Task brief: Locate every line in the material below that has the word "clock". Copy each of those lines.

★ ★ ★ ★ ★ ★ ★

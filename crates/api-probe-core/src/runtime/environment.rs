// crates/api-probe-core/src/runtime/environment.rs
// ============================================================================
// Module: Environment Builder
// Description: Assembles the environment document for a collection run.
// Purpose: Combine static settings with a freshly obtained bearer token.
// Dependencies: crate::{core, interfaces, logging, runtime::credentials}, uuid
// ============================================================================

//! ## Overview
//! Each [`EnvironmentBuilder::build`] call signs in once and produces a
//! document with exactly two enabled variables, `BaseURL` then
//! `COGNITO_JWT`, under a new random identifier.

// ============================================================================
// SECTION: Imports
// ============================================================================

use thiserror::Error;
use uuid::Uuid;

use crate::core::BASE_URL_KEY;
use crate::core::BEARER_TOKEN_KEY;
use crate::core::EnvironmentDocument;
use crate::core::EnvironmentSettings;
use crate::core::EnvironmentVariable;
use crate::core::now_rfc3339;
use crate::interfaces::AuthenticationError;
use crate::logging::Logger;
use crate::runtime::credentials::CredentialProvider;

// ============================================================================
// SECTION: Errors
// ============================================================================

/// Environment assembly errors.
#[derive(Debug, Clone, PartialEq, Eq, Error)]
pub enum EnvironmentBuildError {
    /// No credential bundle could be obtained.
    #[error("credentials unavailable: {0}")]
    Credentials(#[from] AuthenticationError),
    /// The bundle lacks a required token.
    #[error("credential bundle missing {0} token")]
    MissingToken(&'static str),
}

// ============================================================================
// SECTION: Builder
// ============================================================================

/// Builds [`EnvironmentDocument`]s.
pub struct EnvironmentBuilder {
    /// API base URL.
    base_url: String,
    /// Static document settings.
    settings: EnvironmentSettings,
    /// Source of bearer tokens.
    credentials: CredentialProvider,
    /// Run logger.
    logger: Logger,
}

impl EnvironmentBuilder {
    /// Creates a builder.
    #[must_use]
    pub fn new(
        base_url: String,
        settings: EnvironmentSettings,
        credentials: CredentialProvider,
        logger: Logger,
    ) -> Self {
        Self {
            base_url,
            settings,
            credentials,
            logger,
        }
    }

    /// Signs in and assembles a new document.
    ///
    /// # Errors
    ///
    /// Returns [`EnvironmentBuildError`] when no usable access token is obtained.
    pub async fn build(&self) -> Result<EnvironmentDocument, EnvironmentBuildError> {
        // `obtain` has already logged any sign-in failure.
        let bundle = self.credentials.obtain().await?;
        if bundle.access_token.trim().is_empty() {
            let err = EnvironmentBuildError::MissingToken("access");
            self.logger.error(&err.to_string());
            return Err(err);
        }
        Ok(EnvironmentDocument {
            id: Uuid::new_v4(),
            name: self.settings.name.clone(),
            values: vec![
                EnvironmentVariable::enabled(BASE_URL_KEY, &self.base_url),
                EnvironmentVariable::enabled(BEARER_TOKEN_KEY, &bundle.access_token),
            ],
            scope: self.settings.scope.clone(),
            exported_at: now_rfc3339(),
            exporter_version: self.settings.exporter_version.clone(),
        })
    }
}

★ ★ ★ ★ ★ ★ ★

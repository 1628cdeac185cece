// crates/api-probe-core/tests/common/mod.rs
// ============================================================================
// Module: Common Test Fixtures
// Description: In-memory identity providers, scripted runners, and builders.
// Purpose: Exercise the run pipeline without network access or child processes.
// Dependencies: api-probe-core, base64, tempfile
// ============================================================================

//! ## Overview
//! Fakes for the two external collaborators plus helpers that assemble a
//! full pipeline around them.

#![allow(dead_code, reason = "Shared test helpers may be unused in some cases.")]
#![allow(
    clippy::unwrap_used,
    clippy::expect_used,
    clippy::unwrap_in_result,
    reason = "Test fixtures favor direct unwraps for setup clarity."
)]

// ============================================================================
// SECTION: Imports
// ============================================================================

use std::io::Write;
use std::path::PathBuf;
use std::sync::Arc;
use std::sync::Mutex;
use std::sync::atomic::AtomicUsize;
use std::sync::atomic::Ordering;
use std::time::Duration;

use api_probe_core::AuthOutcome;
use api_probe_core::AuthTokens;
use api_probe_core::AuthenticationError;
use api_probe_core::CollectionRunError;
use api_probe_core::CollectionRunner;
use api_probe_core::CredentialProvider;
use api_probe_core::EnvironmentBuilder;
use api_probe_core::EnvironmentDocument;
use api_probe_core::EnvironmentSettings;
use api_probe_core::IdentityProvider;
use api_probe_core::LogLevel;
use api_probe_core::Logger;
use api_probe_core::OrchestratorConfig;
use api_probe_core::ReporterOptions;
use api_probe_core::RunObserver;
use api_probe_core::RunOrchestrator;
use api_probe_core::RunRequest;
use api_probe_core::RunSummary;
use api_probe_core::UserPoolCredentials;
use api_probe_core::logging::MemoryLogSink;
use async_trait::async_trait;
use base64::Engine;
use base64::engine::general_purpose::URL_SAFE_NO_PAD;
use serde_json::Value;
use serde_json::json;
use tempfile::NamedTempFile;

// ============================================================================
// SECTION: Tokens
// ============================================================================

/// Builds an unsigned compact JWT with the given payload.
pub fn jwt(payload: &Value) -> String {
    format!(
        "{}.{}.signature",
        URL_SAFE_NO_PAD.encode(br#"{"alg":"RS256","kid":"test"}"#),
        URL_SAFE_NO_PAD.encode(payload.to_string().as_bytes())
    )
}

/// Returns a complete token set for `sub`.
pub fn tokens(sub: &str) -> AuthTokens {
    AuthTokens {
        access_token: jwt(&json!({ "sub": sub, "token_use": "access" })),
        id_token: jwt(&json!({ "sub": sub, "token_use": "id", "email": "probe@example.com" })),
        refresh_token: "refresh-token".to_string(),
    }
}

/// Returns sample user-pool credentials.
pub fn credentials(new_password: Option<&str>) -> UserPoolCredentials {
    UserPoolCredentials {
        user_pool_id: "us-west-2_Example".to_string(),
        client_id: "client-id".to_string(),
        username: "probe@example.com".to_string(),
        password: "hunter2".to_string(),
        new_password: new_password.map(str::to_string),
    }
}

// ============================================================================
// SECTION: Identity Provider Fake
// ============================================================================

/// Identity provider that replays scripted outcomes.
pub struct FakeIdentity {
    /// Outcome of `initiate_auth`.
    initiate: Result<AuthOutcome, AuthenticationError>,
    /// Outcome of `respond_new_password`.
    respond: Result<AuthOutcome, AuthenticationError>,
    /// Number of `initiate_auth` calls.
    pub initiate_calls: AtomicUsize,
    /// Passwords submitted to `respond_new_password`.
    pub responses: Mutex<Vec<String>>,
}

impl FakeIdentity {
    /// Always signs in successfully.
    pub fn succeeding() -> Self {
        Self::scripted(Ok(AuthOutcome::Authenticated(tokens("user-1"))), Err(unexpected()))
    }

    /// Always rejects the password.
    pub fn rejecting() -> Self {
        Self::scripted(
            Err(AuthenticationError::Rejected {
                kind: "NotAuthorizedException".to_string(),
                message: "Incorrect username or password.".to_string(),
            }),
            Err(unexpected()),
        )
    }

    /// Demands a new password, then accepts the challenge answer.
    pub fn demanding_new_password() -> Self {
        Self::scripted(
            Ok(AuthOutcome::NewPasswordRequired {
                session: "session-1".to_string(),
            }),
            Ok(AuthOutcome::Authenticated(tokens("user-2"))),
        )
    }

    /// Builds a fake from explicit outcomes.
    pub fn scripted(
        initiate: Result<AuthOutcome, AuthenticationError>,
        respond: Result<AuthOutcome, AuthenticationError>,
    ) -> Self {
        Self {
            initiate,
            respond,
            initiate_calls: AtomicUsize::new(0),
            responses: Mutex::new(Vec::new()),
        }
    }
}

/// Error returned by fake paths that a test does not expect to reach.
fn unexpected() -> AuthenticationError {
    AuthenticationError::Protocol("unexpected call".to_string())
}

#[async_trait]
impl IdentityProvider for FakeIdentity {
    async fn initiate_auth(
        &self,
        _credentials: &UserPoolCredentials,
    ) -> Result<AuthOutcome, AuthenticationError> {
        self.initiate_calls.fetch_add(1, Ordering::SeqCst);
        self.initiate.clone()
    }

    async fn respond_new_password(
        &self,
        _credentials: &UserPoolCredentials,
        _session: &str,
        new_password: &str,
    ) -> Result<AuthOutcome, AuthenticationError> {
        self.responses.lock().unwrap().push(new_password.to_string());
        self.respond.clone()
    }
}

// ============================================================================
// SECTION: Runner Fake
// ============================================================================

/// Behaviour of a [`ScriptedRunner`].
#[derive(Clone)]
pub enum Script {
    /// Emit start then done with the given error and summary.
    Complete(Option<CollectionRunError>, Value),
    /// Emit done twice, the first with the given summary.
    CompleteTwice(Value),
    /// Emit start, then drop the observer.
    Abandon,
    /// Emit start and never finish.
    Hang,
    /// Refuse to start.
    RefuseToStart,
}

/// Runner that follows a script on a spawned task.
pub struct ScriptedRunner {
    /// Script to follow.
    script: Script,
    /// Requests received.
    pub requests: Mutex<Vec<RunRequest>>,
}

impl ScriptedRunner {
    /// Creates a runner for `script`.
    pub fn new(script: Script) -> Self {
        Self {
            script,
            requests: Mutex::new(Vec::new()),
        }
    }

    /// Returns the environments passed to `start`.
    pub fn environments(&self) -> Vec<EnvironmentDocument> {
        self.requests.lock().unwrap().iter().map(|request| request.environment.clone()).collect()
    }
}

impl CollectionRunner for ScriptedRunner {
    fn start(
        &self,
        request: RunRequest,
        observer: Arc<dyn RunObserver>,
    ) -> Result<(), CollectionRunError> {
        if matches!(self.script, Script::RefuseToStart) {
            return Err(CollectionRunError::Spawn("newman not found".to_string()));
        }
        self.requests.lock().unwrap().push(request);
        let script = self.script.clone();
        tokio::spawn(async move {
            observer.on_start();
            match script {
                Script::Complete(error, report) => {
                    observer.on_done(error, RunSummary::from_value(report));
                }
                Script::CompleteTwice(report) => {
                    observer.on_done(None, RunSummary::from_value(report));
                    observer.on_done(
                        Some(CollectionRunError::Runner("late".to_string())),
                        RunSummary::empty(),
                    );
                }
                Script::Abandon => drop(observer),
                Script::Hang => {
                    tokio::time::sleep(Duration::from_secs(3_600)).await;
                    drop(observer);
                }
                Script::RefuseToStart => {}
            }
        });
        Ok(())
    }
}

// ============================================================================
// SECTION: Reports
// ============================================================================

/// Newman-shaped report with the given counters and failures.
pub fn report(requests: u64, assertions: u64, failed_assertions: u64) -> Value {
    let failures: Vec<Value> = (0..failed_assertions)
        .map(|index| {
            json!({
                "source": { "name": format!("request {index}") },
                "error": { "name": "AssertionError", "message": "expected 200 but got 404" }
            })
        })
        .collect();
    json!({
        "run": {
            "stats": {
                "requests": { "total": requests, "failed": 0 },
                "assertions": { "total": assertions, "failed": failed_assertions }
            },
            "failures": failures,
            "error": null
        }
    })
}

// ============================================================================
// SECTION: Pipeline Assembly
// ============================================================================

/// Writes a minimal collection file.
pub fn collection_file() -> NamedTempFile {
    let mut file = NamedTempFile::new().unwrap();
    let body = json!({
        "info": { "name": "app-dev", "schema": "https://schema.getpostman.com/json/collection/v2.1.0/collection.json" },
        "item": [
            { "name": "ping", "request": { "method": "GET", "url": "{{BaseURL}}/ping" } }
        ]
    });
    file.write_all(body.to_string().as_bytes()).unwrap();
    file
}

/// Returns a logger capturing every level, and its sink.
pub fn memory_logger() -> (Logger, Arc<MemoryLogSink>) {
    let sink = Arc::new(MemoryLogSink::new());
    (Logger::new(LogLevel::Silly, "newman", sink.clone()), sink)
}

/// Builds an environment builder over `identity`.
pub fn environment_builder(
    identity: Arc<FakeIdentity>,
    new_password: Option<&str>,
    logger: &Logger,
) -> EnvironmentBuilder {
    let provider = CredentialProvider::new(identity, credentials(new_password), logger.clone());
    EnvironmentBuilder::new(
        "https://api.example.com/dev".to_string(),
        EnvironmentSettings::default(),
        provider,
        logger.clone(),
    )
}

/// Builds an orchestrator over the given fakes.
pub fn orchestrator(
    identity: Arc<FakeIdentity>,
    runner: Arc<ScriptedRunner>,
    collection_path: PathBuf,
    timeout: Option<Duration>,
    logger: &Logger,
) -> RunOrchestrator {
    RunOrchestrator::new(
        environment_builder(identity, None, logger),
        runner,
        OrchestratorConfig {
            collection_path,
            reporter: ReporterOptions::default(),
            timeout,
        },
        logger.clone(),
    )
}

★ ★ ★ ★ ★ ★ ★

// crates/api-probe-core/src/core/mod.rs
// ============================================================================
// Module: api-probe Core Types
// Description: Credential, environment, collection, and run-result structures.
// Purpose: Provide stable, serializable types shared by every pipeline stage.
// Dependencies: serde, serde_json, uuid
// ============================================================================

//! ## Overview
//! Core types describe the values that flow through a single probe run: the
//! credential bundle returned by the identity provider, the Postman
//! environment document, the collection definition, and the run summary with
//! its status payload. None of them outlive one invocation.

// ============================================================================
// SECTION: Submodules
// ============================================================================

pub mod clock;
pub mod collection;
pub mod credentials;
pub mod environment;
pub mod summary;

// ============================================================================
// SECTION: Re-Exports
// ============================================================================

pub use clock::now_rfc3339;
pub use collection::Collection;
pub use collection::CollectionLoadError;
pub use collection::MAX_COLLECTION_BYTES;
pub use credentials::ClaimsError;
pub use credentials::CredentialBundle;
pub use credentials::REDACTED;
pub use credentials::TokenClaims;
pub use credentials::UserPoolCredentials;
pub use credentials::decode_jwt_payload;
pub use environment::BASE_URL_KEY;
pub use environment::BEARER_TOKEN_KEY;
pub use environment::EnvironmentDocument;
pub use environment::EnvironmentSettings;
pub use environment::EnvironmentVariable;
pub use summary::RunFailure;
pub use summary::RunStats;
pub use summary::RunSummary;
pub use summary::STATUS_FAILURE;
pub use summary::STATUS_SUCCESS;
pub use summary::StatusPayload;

★ ★ ★ ★ ★ ★ ★

Response to the exercise:
pub mod clock;
pub use clock::now_rfc3339;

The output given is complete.